The most common ways that herbicides injure off-target plants are spray drift and herbicide volatility. Spray drift is the physical movement of airborne spray particles during the application, that never settle on the target vegetation. Volatility is the tendency of a chemical to vaporize into the atmosphere from a treated surface even after it has been deposited on the target.
Spray drift is affected by a number of factors: nozzle type, application volume, wind speed and adjuvants, to name a few. To minimize herbicide drift, it’s recommended that droplets be larger than 400 microns, as smaller droplets can be easily carried off-site. Obviously high wind speeds increase the likelihood of drift, however when wind speed is less than 2 miles per hour, wind direction is highly variable and can change direction suddenly. That’s why Dow AgroSciences always recommends a wind speed range for optimum spray deposition. And remember, off-target damage potential increases when wind blows toward susceptible crops. Some states have state regulations for proper wind speeds during applications.

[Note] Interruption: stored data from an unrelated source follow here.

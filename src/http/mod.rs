//! HTTP integration: the admission middleware and the service routes.

mod layer;
mod response;
mod server;

pub use layer::{KeyFn, RateLimit, RateLimitLayer, RejectFn, SkipFn};
pub use response::{
    apply_rate_limit_headers, too_many_requests, RejectionBody, X_RATELIMIT_LIMIT,
    X_RATELIMIT_REMAINING, X_RATELIMIT_RESET,
};
pub use server::HttpServer;
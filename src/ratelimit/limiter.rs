//! The admission controller.

use std::sync::Arc;
use std::time::Duration;

use parking_lot::RwLock;
use serde::Serialize;
use tracing::{debug, info, trace};

use super::clock::{Clock, SystemClock};
use super::policy::{PolicyTable, Preset, WindowPolicy};
use super::store::{InMemoryStore, RequestLogStore, SweepReport};

/// How long the sweep keeps entries. Longer than any expected window so a
/// sweep never changes the outcome of a window calculation.
pub const DEFAULT_RETENTION: Duration = Duration::from_secs(60 * 60);

/// The decision for one request.
#[derive(Debug, Clone, Copy, PartialEq, Eq, Serialize)]
pub struct AdmissionResult {
    pub allowed: bool,
    /// Requests left in the current window
    pub remaining: u32,
    /// Seconds until the window resets: the nominal window length when
    /// allowed, the time until the oldest entry expires when rejected
    pub reset_secs: u64,
    /// Set only when the request was rejected
    pub retry_after_secs: Option<u64>,
}

/// Read-only view of a key's usage under a policy.
#[derive(Debug, Clone, Copy, PartialEq, Eq, Serialize)]
pub struct AdmissionStats {
    pub count: u32,
    pub remaining: u32,
    pub limited: bool,
}

/// Decides whether requests may proceed, using a sliding window per key.
///
/// This struct is thread-safe and can be shared across multiple tasks.
pub struct AdmissionController {
    store: Arc<dyn RequestLogStore>,
    clock: Arc<dyn Clock>,
    policies: RwLock<PolicyTable>,
    retention: Duration,
}

/// Builder for [`AdmissionController`].
pub struct AdmissionControllerBuilder {
    store: Arc<dyn RequestLogStore>,
    clock: Arc<dyn Clock>,
    policies: PolicyTable,
    retention: Duration,
}

impl AdmissionControllerBuilder {
    pub fn store(mut self, store: Arc<dyn RequestLogStore>) -> Self {
        self.store = store;
        self
    }

    pub fn clock(mut self, clock: Arc<dyn Clock>) -> Self {
        self.clock = clock;
        self
    }

    pub fn policies(mut self, policies: PolicyTable) -> Self {
        self.policies = policies;
        self
    }

    pub fn retention(mut self, retention: Duration) -> Self {
        self.retention = retention;
        self
    }

    pub fn build(self) -> AdmissionController {
        AdmissionController {
            store: self.store,
            clock: self.clock,
            policies: RwLock::new(self.policies),
            retention: self.retention,
        }
    }
}

impl AdmissionController {
    /// Create a controller with an in-memory store and the system clock.
    pub fn new() -> Self {
        Self::builder().build()
    }

    pub fn builder() -> AdmissionControllerBuilder {
        AdmissionControllerBuilder {
            store: Arc::new(InMemoryStore::new()),
            clock: Arc::new(SystemClock),
            policies: PolicyTable::new(),
            retention: DEFAULT_RETENTION,
        }
    }

    /// Decide whether a request for `key` may proceed under `policy`.
    ///
    /// Admitted requests are recorded; rejected ones are not.
    pub async fn check(&self, key: &str, policy: &WindowPolicy) -> AdmissionResult {
        let now = self.clock.now_ms();
        let window_ms = policy.window_ms() as i64;
        let max_requests = policy.max_requests();

        let snapshot = self
            .store
            .record(key, now.saturating_sub(window_ms), now, max_requests)
            .await;

        trace!(
            key = %key,
            count = snapshot.count,
            max_requests = max_requests,
            window_ms = window_ms,
            "Checked admission"
        );

        if snapshot.admitted {
            return AdmissionResult {
                allowed: true,
                remaining: max_requests.saturating_sub(snapshot.count as u32),
                reset_secs: policy.nominal_reset_secs(),
                retry_after_secs: None,
            };
        }

        let oldest = snapshot.oldest.unwrap_or(now);
        let retry_after = ceil_secs(oldest.saturating_add(window_ms).saturating_sub(now));

        debug!(
            key = %key,
            count = snapshot.count,
            max_requests = max_requests,
            retry_after_secs = retry_after,
            "Rate limit exceeded"
        );

        AdmissionResult {
            allowed: false,
            remaining: 0,
            reset_secs: retry_after,
            retry_after_secs: Some(retry_after),
        }
    }

    /// [`check`](Self::check) against the policy currently configured for a
    /// preset.
    pub async fn check_preset(&self, key: &str, preset: Preset) -> AdmissionResult {
        let policy = self.policy(preset);
        self.check(key, &policy).await
    }

    /// Forget everything recorded for `key`.
    pub async fn reset(&self, key: &str) {
        let existed = self.store.remove(key).await;
        info!(key = %key, existed = existed, "Reset request log");
    }

    /// Report usage for `key` without recording anything.
    pub async fn stats(&self, key: &str, policy: &WindowPolicy) -> AdmissionStats {
        let now = self.clock.now_ms();
        let snapshot = self
            .store
            .peek(key, now.saturating_sub(policy.window_ms() as i64))
            .await;

        let count = snapshot.count as u32;
        AdmissionStats {
            count,
            remaining: policy.max_requests().saturating_sub(count),
            limited: count >= policy.max_requests(),
        }
    }

    /// Drop entries older than the retention horizon and forget idle keys.
    pub async fn sweep(&self) -> SweepReport {
        let now = self.clock.now_ms();
        let retention_ms = i64::try_from(self.retention.as_millis()).unwrap_or(i64::MAX);
        let horizon = now.saturating_sub(retention_ms);
        let report = self.store.sweep(horizon).await;

        debug!(
            scanned_keys = report.scanned_keys,
            removed_keys = report.removed_keys,
            evicted_entries = report.evicted_entries,
            "Swept request logs"
        );

        report
    }

    /// The policy currently configured for a preset.
    pub fn policy(&self, preset: Preset) -> WindowPolicy {
        self.policies.read().get(preset)
    }

    /// Replace the preset policies.
    pub fn set_policies(&self, policies: PolicyTable) {
        *self.policies.write() = policies;
        info!("Preset policies updated");
    }

    pub fn retention(&self) -> Duration {
        self.retention
    }

    /// Number of keys with a stored request log.
    pub async fn key_count(&self) -> usize {
        self.store.key_count().await
    }

    pub fn store(&self) -> &Arc<dyn RequestLogStore> {
        &self.store
    }
}

impl Default for AdmissionController {
    fn default() -> Self {
        Self::new()
    }
}

/// Milliseconds to whole seconds, rounded up and never negative.
fn ceil_secs(ms: i64) -> u64 {
    (ms.max(0) as u64).div_ceil(1000)
}
use std::path::Path;

use anyhow::{Context, Result};
use chrono::NaiveDate;
use santiloto_db::db::{draws_missing_conditions, latest_draw_date, load_euro_history, load_primitiva_history};
use santiloto_db::models::{City, Game};
use santiloto_db::rusqlite::Connection;
use santiloto_weekly::config::WeeklyConfig;
use santiloto_weekly::forecast::{ForecastMap, HourlySeries, daily_window_means, forecast_map};
use santiloto_weekly::lunar::PhaseSource;
use santiloto_weekly::{History, WeeklyResult, compute_weekly};

pub fn load_config(path: Option<&Path>) -> Result<WeeklyConfig> {
    let Some(path) = path else {
        return Ok(WeeklyConfig::default());
    };
    let content = std::fs::read_to_string(path)
        .with_context(|| format!("No se pudo leer la configuración {:?}", path))?;
    let config: WeeklyConfig = serde_json::from_str(&content)
        .with_context(|| format!("Configuración no válida en {:?}", path))?;
    Ok(config)
}

/// Lee `<dir>/<ciudad>.json` (serie horaria) y la agrega por día.
/// Un fichero ausente da un mapa vacío.
pub fn load_forecast(dir: &Path, city: City, config: &WeeklyConfig) -> Result<ForecastMap> {
    let path = dir.join(format!("{}.json", city.key()));
    if !path.exists() {
        log::warn!("Sin previsión para {}: {:?} no existe", city.name(), path);
        return Ok(ForecastMap::new());
    }
    let content = std::fs::read_to_string(&path)
        .with_context(|| format!("No se pudo leer {:?}", path))?;
    let series: HourlySeries = serde_json::from_str(&content)
        .with_context(|| format!("Previsión horaria no válida en {:?}", path))?;
    let days = daily_window_means(&series, config.window_start_hour, config.window_end_hour)
        .with_context(|| format!("No se pudo agregar la previsión de {}", city.name()))?;
    log::debug!("{}: {} días de previsión", city.name(), days.len());
    Ok(forecast_map(days))
}

/// Carga el histórico de ambos juegos. Los sorteos sin condiciones quedan
/// fuera del ranking y se avisan por el log.
pub fn load_history(conn: &Connection) -> Result<History> {
    for game in [Game::Primitiva, Game::Euromillones] {
        let missing = draws_missing_conditions(conn, game)?;
        if let (Some(first), Some(last)) = (missing.first(), missing.last()) {
            log::warn!(
                "{}: {} sorteos sin condiciones meteorológicas ({} → {}), excluidos del ranking",
                game,
                missing.len(),
                first,
                last
            );
        }
    }
    Ok(History {
        primitiva: load_primitiva_history(conn)?,
        euromillones: load_euro_history(conn)?,
        last_primitiva: latest_draw_date(conn, Game::Primitiva)?,
        last_euromillones: latest_draw_date(conn, Game::Euromillones)?,
    })
}

pub fn run_weekly(
    conn: &Connection,
    today: NaiveDate,
    forecast_dir: &Path,
    config: &WeeklyConfig,
    phase: &dyn PhaseSource,
) -> Result<WeeklyResult> {
    let history = load_history(conn)?;
    log::info!(
        "Histórico: {} sorteos de Primitiva, {} de Euromillones",
        history.primitiva.len(),
        history.euromillones.len()
    );
    let madrid = load_forecast(forecast_dir, Game::Primitiva.city(), config)?;
    let paris = load_forecast(forecast_dir, Game::Euromillones.city(), config)?;
    let result = compute_weekly(today, &history, &madrid, &paris, config, phase)?;
    Ok(result)
}
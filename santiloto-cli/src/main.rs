mod display;
mod import;
mod persist;
mod quarters;
mod report;
mod weekly;

use std::path::{Path, PathBuf};

use anyhow::{Context, Result};
use chrono::{Local, NaiveDate, Utc};
use clap::{Parser, Subcommand, ValueEnum};

use crate::display::{
    display_euro, display_import_summary, display_moon, display_primitiva, display_quarters_euro,
    display_quarters_primitiva, display_saved,
};
use crate::report::WeeklyResponseV1;
use santiloto_db::db::{count_draws, db_path, fetch_last_euro, fetch_last_primitiva, migrate, open_db};
use santiloto_db::models::Game;
use santiloto_db::rusqlite::Connection;
use santiloto_weekly::format::format_weekly;
use santiloto_weekly::lunar::{AstronomicalPhase, PhaseSource};
use santiloto_weekly::quarters::QUARTER_LINES;

#[derive(Debug, Clone, Copy, ValueEnum)]
pub enum GameArg {
    Primitiva,
    Euromillones,
}

impl From<GameArg> for Game {
    fn from(arg: GameArg) -> Self {
        match arg {
            GameArg::Primitiva => Game::Primitiva,
            GameArg::Euromillones => Game::Euromillones,
        }
    }
}

#[derive(Parser)]
#[command(name = "santiloto", about = "Ranking semanal de Primitiva y Euromillones por meteorología y fase lunar")]
struct Cli {
    /// Ruta de la base SQLite (por defecto data/santiloto.db)
    #[arg(long, global = true)]
    db: Option<PathBuf>,

    #[command(subcommand)]
    command: Command,
}

#[derive(Subcommand)]
enum Command {
    /// Importar sorteos y condiciones desde un CSV separado por ';'
    Import {
        #[arg(short, long)]
        game: GameArg,

        /// Ruta del fichero CSV
        #[arg(short, long)]
        file: PathBuf,
    },

    /// Mostrar la ruta de la base de datos
    DbPath,

    /// Listar los últimos sorteos
    List {
        #[arg(short, long)]
        game: GameArg,

        /// Número de sorteos a mostrar
        #[arg(short, long, default_value = "10")]
        last: u32,
    },

    /// Calcular las apuestas de la semana
    Weekly {
        /// Fecha de referencia (AAAA-MM-DD); por defecto hoy
        #[arg(long, env = "SANTILOTO_TODAY")]
        today: Option<NaiveDate>,

        /// Directorio con madrid.json y paris.json (previsión horaria)
        #[arg(long, default_value = "data/forecast")]
        forecast_dir: PathBuf,

        /// Configuración JSON (escalera de tolerancias, ventana horaria)
        #[arg(short, long)]
        config: Option<PathBuf>,

        /// Salida JSON versionada en lugar de texto
        #[arg(long)]
        json: bool,

        /// Guardar las apuestas en la base
        #[arg(long)]
        save: bool,
    },

    /// Combinaciones más frecuentes por cuarto lunar para los sorteos pendientes
    Quarters {
        /// Fecha de referencia (AAAA-MM-DD); por defecto hoy
        #[arg(long, env = "SANTILOTO_TODAY")]
        today: Option<NaiveDate>,

        /// Combinaciones por sorteo
        #[arg(short, long, default_value_t = QUARTER_LINES)]
        top: usize,
    },

    /// Fase lunar de una fecha
    Moon {
        /// Fecha (AAAA-MM-DD); por defecto hoy
        #[arg(short, long)]
        date: Option<NaiveDate>,
    },
}

fn main() -> Result<()> {
    env_logger::init();

    let cli = Cli::parse();
    let path = cli.db.unwrap_or_else(db_path);

    match cli.command {
        Command::Import { game, file } => cmd_import(&connect(&path)?, game.into(), &file),
        Command::DbPath => {
            println!("{}", path.display());
            Ok(())
        }
        Command::List { game, last } => cmd_list(&connect(&path)?, game.into(), last),
        Command::Weekly { today: date, forecast_dir, config, json, save } => cmd_weekly(
            &connect(&path)?,
            date.unwrap_or_else(today),
            &forecast_dir,
            config.as_deref(),
            json,
            save,
        ),
        Command::Quarters { today: date, top } => cmd_quarters(&connect(&path)?, date.unwrap_or_else(today), top),
        Command::Moon { date } => {
            let date = date.unwrap_or_else(today);
            display_moon(date, AstronomicalPhase.phase_value(date));
            Ok(())
        }
    }
}

fn connect(path: &Path) -> Result<Connection> {
    let conn = open_db(path)?;
    migrate(&conn)?;
    Ok(conn)
}

fn today() -> NaiveDate {
    Local::now().date_naive()
}

fn cmd_import(conn: &Connection, game: Game, file: &Path) -> Result<()> {
    let result = import::import_csv(conn, game, file, &AstronomicalPhase)?;
    display_import_summary(&result);
    Ok(())
}

fn cmd_list(conn: &Connection, game: Game, last: u32) -> Result<()> {
    if count_draws(conn, game)? == 0 {
        println!("Base vacía. Ejecute primero: santiloto import --game {} --file <csv>", game.label().to_lowercase());
        return Ok(());
    }
    match game {
        Game::Primitiva => display_primitiva(&fetch_last_primitiva(conn, last)?),
        Game::Euromillones => display_euro(&fetch_last_euro(conn, last)?),
    }
    Ok(())
}

fn cmd_quarters(conn: &Connection, today: NaiveDate, top: usize) -> Result<()> {
    let report = quarters::run_quarters(conn, today, top, &AstronomicalPhase)?;
    display_quarters_primitiva(&report.primitiva);
    display_quarters_euro(&report.euromillones);
    Ok(())
}

fn cmd_weekly(
    conn: &Connection,
    today: NaiveDate,
    forecast_dir: &Path,
    config: Option<&Path>,
    json: bool,
    save: bool,
) -> Result<()> {
    let config = weekly::load_config(config)?;
    let result = weekly::run_weekly(conn, today, forecast_dir, &config, &AstronomicalPhase)?;

    if json {
        let response = WeeklyResponseV1::new(&result, Utc::now());
        let out = serde_json::to_string_pretty(&response).context("No se pudo serializar el resultado")?;
        println!("{out}");
    } else {
        println!("{}", format_weekly(&result));
    }

    if save {
        let written = persist::save_weekly(conn, &result)?;
        if json {
            log::info!("{} apuestas guardadas", written);
        } else {
            display_saved(result.primitiva_bets.len(), result.euromillones_bets.len());
        }
    }
    Ok(())
}
use crate::error::WeeklyError;

const TEMP_FLOOR: f64 = 1.5;
const RH_FLOOR: f64 = 5.0;
const AH_FLOOR: f64 = 0.5;

pub fn tol_temp(target_temp: f64, frac: f64) -> f64 {
    TEMP_FLOOR.max(frac * target_temp.abs())
}

pub fn tol_rh(target_rh: f64, frac: f64) -> f64 {
    RH_FLOOR.max(frac * target_rh)
}

pub fn tol_ah(target_ah: f64, frac: f64) -> f64 {
    AH_FLOOR.max(frac * target_ah.abs())
}

/// Anchos de tolerancia para un día objetivo y una fracción dada.
#[derive(Debug, Clone, Copy, PartialEq)]
pub struct Tolerances {
    pub temp: f64,
    pub rh: f64,
    pub ah: f64,
}

impl Tolerances {
    pub fn for_target(temp_c: f64, rh_pct: f64, abs_humidity: f64, frac: f64) -> Self {
        Self {
            temp: tol_temp(temp_c, frac),
            rh: tol_rh(rh_pct, frac),
            ah: tol_ah(abs_humidity, frac),
        }
    }
}

/// Humedad absoluta en g/m³ a partir de la temperatura (°C) y la humedad
/// relativa (%), con la presión de saturación de Magnus-Tetens.
pub fn absolute_humidity(temp_c: f64, rh_pct: f64) -> Result<f64, WeeklyError> {
    if !(0.0..=100.0).contains(&rh_pct) || !(-80.0..=60.0).contains(&temp_c) {
        return Err(WeeklyError::InvalidAtmosphere { temp_c, rh_pct });
    }
    let saturation = 6.112 * ((17.67 * temp_c) / (temp_c + 243.5)).exp();
    let vapour = rh_pct / 100.0 * saturation;
    Ok(216.7 * vapour / (temp_c + 273.15))
}
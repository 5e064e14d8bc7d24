use chrono::{Datelike, Duration, NaiveDate, Weekday};
use santiloto_db::models::{EuroDraw, Game, PrimitivaDraw};
use serde::Serialize;

use crate::bets::{EuroBet, PrimitivaBet, build_euro_bets, build_primitiva_bets};
use crate::config::WeeklyConfig;
use crate::error::WeeklyError;
use crate::forecast::ForecastMap;
use crate::lunar::PhaseSource;
use crate::ranking::{EuroRanks, PrimitivaRanks, global_euro, global_primitiva, score_euro, score_primitiva};
use crate::scoring::TargetContext;

/// Histórico ya cargado y validado, más la fecha del último resultado guardado.
#[derive(Debug, Clone, Default)]
pub struct History {
    pub primitiva: Vec<PrimitivaDraw>,
    pub euromillones: Vec<EuroDraw>,
    pub last_primitiva: Option<NaiveDate>,
    pub last_euromillones: Option<NaiveDate>,
}

#[derive(Debug, Clone, PartialEq, Serialize)]
pub struct WeeklyResult {
    pub primitiva_dates: Vec<NaiveDate>,
    pub euromillones_dates: Vec<NaiveDate>,
    pub primitiva_bets: Vec<(NaiveDate, PrimitivaBet)>,
    pub euromillones_bets: Vec<(NaiveDate, EuroBet)>,
    pub week_start: NaiveDate,
    pub week_end: NaiveDate,
    pub tol_primitiva: Option<f64>,
    pub tol_euromillones: Option<f64>,
    pub method_version: String,
}

/// En domingo la semana objetivo es el lunes..sábado siguiente; cualquier
/// otro día va de hoy al sábado de la semana en curso.
pub fn target_week(today: NaiveDate) -> (NaiveDate, NaiveDate) {
    let start = if today.weekday() == Weekday::Sun {
        today + Duration::days(1)
    } else {
        today
    };
    let to_saturday = 5 - start.weekday().num_days_from_monday() as i64;
    (start, start + Duration::days(to_saturday))
}

/// Fechas de sorteo de `game` dentro de la semana objetivo posteriores al
/// último resultado guardado.
pub fn pending_draw_dates(game: Game, today: NaiveDate, last_stored: Option<NaiveDate>) -> Vec<NaiveDate> {
    let (start, end) = target_week(today);
    start
        .iter_days()
        .take_while(|d| *d <= end)
        .filter(|d| game.draw_weekdays().contains(&d.weekday()))
        .filter(|d| last_stored.is_none_or(|last| *d > last))
        .collect()
}

/// Un paso de la escalera de tolerancias.
#[derive(Debug, Clone, Copy, PartialEq)]
enum Attempt {
    /// Ranking contextual con la fracción dada, completado con el global.
    Contextual { frac: f64 },
    /// Solo ranking global; se anota la fracción más ancha.
    GlobalOnly { recorded_frac: f64 },
}

impl Attempt {
    fn recorded_frac(&self) -> f64 {
        match *self {
            Attempt::Contextual { frac } => frac,
            Attempt::GlobalOnly { recorded_frac } => recorded_frac,
        }
    }
}

fn ladder(config: &WeeklyConfig) -> Vec<Attempt> {
    let mut attempts: Vec<Attempt> = config
        .tolerance_ladder
        .iter()
        .map(|&frac| Attempt::Contextual { frac })
        .collect();
    if let Some(recorded_frac) = config.widest_fraction() {
        attempts.push(Attempt::GlobalOnly { recorded_frac });
    }
    attempts
}

/// Lo que cambia entre juegos: tipo de sorteo, rankings y forma de apuesta.
trait GameStrategy {
    const GAME: Game;
    type Draw;
    type Ranks: Default;
    type Bet;

    fn score(history: &[Self::Draw], ctx: &TargetContext, frac: f64) -> Self::Ranks;
    fn global(history: &[Self::Draw]) -> Self::Ranks;
    fn build(ranks: &Self::Ranks, global: &Self::Ranks) -> Vec<Self::Bet>;
}

struct PrimitivaStrategy;

impl GameStrategy for PrimitivaStrategy {
    const GAME: Game = Game::Primitiva;
    type Draw = PrimitivaDraw;
    type Ranks = PrimitivaRanks;
    type Bet = PrimitivaBet;

    fn score(history: &[PrimitivaDraw], ctx: &TargetContext, frac: f64) -> PrimitivaRanks {
        score_primitiva(history, ctx, frac)
    }

    fn global(history: &[PrimitivaDraw]) -> PrimitivaRanks {
        global_primitiva(history)
    }

    fn build(ranks: &PrimitivaRanks, global: &PrimitivaRanks) -> Vec<PrimitivaBet> {
        build_primitiva_bets(ranks, global)
    }
}

struct EuroStrategy;

impl GameStrategy for EuroStrategy {
    const GAME: Game = Game::Euromillones;
    type Draw = EuroDraw;
    type Ranks = EuroRanks;
    type Bet = EuroBet;

    fn score(history: &[EuroDraw], ctx: &TargetContext, frac: f64) -> EuroRanks {
        score_euro(history, ctx, frac)
    }

    fn global(history: &[EuroDraw]) -> EuroRanks {
        global_euro(history)
    }

    fn build(ranks: &EuroRanks, global: &EuroRanks) -> Vec<EuroBet> {
        build_euro_bets(ranks, global)
    }
}

struct GameOutcome<B> {
    bets: Vec<(NaiveDate, B)>,
    tolerance: Option<f64>,
}

fn run_game<S: GameStrategy>(
    dates: &[NaiveDate],
    history: &[S::Draw],
    forecast: &ForecastMap,
    config: &WeeklyConfig,
    phase: &dyn PhaseSource,
) -> Result<GameOutcome<S::Bet>, WeeklyError> {
    let mut outcome = GameOutcome {
        bets: Vec::with_capacity(dates.len()),
        tolerance: None,
    };
    if dates.is_empty() {
        return Ok(outcome);
    }
    outcome.tolerance = config.tolerance_ladder.first().copied();

    let global = S::global(history);
    let attempts = ladder(config);
    let empty = S::Ranks::default();

    for &date in dates {
        let ctx = TargetContext::from_forecast(S::GAME, date, forecast, phase)?;
        log::debug!(
            "{} {}: T={:.2} RH={:.2} AH={:.2} bin={}",
            S::GAME, date, ctx.temp_c, ctx.rh_pct, ctx.abs_humidity, ctx.moon_bin
        );

        let mut retained = None;
        for attempt in &attempts {
            let bets = match *attempt {
                Attempt::Contextual { frac } => S::build(&S::score(history, &ctx, frac), &global),
                Attempt::GlobalOnly { .. } => {
                    log::warn!("{} {}: sin candidatos contextuales, usando ranking global", S::GAME, date);
                    S::build(&empty, &global)
                }
            };
            if let Some(first) = bets.into_iter().next() {
                retained = Some((first, attempt.recorded_frac()));
                break;
            }
        }

        match retained {
            Some((bet, frac)) => {
                log::info!("{} {}: apuesta generada con tolerancia {:.2}", S::GAME, date, frac);
                outcome.tolerance = Some(outcome.tolerance.map_or(frac, |t| t.max(frac)));
                outcome.bets.push((date, bet));
            }
            None => log::warn!("{} {}: histórico insuficiente, sin apuesta", S::GAME, date),
        }
    }
    Ok(outcome)
}

/// Calcula una apuesta por cada fecha de sorteo pendiente de la semana objetivo.
///
/// `madrid` alimenta Primitiva y `paris` Euromillones. Una fecha pendiente sin
/// previsión aborta el cálculo completo; un histórico demasiado corto para
/// llenar una apuesta sólo deja esa fecha sin ella.
pub fn compute_weekly(
    today: NaiveDate,
    history: &History,
    madrid: &ForecastMap,
    paris: &ForecastMap,
    config: &WeeklyConfig,
    phase: &dyn PhaseSource,
) -> Result<WeeklyResult, WeeklyError> {
    let (week_start, week_end) = target_week(today);
    let primitiva_dates = pending_draw_dates(Game::Primitiva, today, history.last_primitiva);
    let euromillones_dates = pending_draw_dates(Game::Euromillones, today, history.last_euromillones);
    log::info!("Semana {} → {}", week_start, week_end);
    log::info!("Pendientes Primitiva: {:?}", primitiva_dates);
    log::info!("Pendientes Euromillones: {:?}", euromillones_dates);

    let primitiva = run_game::<PrimitivaStrategy>(&primitiva_dates, &history.primitiva, madrid, config, phase)?;
    let euromillones = run_game::<EuroStrategy>(&euromillones_dates, &history.euromillones, paris, config, phase)?;

    Ok(WeeklyResult {
        primitiva_dates,
        euromillones_dates,
        primitiva_bets: primitiva.bets,
        euromillones_bets: euromillones.bets,
        week_start,
        week_end,
        tol_primitiva: primitiva.tolerance,
        tol_euromillones: euromillones.tolerance,
        method_version: config.method_version.clone(),
    })
}
use chrono::{Datelike, NaiveDate};

use crate::bets::EuroCombination;
use crate::weekly::WeeklyResult;

const DAYS_ES: [&str; 7] = ["Lunes", "Martes", "Miércoles", "Jueves", "Viernes", "Sábado", "Domingo"];

pub fn day_name_es(date: NaiveDate) -> &'static str {
    DAYS_ES[date.weekday().num_days_from_monday() as usize]
}

fn fmt_day(date: NaiveDate) -> String {
    format!("{} {}", day_name_es(date), date)
}

fn fmt_numbers(numbers: &[u8]) -> String {
    numbers.iter().map(|n| format!("{:02}", n)).collect::<Vec<_>>().join(" ")
}

fn fmt_euro(combination: &EuroCombination) -> String {
    format!(
        "{} ⭐ {:02} {:02}",
        fmt_numbers(&combination.numbers),
        combination.stars[0],
        combination.stars[1]
    )
}

/// Texto legible del resultado semanal, agrupado por juego y fecha.
pub fn format_weekly(result: &WeeklyResult) -> String {
    let mut lines = vec![format!("🗓 Semana {} → {}", result.week_start, result.week_end), String::new()];

    lines.push("🎯 PRIMITIVA (Madrid)".to_string());
    if result.primitiva_bets.is_empty() {
        lines.push("  (sin apuestas generadas)".to_string());
        lines.push(String::new());
    }
    for (date, bet) in &result.primitiva_bets {
        lines.push(format!("📌 {}  |  Reintegro: {}", fmt_day(*date), bet.reintegro));
        for (i, combination) in bet.combinations.iter().enumerate() {
            lines.push(format!("  {}) {}", i + 1, fmt_numbers(combination)));
        }
        lines.push(String::new());
    }

    lines.push("🎯 EUROMILLONES (París)".to_string());
    if result.euromillones_bets.is_empty() {
        lines.push("  (sin apuestas generadas)".to_string());
        lines.push(String::new());
    }
    for (date, bet) in &result.euromillones_bets {
        lines.push(format!("📌 {}", fmt_day(*date)));
        for (i, combination) in bet.combinations.iter().enumerate() {
            lines.push(format!("  {}) {}", i + 1, fmt_euro(combination)));
        }
        lines.push(String::new());
    }

    lines.join("\n").trim_end().to_string()
}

Herbicide volatility varies by product and can occur with applications on any surface, but increases on impervious surfaces like rocks and pavement. The main climatic situation where volatility occurs is during periods of high temperatures and low humidity, and calm conditions can contribute to volatility. While drift can occur with any herbicide, Dow AgroSciences offers many products that are classified as essentially non-volatile, the lowest classification utilized by the EPA to describe the volatility potential of a herbicide.